Figure out the number of lines in the entries that hold the string "Some", then give that number and nothing else.

Saved entries:
◆ ◆ ◆ ◆ ◆ ◆ ◆
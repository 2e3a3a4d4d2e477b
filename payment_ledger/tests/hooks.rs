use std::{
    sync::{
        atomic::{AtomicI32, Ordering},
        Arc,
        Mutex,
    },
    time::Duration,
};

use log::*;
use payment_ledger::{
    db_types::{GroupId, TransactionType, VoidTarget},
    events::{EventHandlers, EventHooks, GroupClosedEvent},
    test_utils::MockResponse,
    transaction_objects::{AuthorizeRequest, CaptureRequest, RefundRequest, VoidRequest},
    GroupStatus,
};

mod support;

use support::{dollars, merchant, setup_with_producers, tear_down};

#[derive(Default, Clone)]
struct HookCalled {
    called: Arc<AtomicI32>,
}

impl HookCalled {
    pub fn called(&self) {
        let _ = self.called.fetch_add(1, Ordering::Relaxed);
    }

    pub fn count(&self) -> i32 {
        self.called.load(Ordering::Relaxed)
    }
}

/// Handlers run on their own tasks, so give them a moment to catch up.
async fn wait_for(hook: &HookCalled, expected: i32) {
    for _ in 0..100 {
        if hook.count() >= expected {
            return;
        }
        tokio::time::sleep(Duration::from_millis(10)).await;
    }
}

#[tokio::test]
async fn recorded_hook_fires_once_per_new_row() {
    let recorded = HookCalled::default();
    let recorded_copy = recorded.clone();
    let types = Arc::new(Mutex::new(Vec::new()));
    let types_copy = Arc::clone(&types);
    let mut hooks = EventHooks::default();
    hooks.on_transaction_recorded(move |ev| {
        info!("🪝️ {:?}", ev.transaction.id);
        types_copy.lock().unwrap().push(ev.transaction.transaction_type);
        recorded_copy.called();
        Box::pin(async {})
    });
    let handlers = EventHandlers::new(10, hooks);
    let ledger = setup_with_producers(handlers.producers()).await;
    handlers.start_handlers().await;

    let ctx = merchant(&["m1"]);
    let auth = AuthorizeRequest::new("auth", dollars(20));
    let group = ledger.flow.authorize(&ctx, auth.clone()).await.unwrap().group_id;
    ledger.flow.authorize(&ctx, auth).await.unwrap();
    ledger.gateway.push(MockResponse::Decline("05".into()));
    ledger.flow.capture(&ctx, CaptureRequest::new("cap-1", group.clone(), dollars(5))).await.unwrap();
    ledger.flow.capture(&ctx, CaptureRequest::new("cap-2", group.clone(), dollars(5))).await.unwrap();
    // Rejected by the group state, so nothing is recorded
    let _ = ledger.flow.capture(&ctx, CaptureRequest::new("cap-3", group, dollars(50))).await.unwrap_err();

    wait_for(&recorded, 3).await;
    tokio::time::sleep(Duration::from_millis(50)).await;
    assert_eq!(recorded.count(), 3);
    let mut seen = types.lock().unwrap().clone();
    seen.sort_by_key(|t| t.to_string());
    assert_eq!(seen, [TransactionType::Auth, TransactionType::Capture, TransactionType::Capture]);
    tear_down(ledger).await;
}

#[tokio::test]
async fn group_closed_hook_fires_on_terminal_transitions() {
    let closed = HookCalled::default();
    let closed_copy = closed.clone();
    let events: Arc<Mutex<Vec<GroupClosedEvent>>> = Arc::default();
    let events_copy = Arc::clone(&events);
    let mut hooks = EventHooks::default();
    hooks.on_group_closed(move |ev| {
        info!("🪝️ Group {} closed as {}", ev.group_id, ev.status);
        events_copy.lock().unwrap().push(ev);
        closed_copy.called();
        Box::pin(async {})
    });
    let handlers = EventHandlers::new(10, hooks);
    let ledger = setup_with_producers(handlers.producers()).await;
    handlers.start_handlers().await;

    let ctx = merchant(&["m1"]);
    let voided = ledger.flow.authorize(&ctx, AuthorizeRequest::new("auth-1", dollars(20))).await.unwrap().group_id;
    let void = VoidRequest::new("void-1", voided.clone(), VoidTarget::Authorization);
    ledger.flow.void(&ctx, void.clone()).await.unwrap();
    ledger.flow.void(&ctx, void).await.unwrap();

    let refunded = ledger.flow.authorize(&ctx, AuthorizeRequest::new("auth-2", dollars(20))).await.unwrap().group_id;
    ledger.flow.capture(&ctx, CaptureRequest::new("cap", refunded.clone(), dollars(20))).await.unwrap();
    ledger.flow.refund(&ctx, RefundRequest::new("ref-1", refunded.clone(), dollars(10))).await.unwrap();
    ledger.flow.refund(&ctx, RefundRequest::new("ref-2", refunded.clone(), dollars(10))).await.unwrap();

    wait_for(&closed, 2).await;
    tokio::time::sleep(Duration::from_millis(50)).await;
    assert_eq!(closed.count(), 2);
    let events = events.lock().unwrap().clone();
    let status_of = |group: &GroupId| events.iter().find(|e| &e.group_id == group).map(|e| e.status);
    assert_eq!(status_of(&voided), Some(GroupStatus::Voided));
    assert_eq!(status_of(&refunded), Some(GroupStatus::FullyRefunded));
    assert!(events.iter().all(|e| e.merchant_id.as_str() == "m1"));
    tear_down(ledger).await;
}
◆ ◆ ◆ ◆ ◆ ◆ ◆
• [ANSWER TO THIS PROBLEM]
2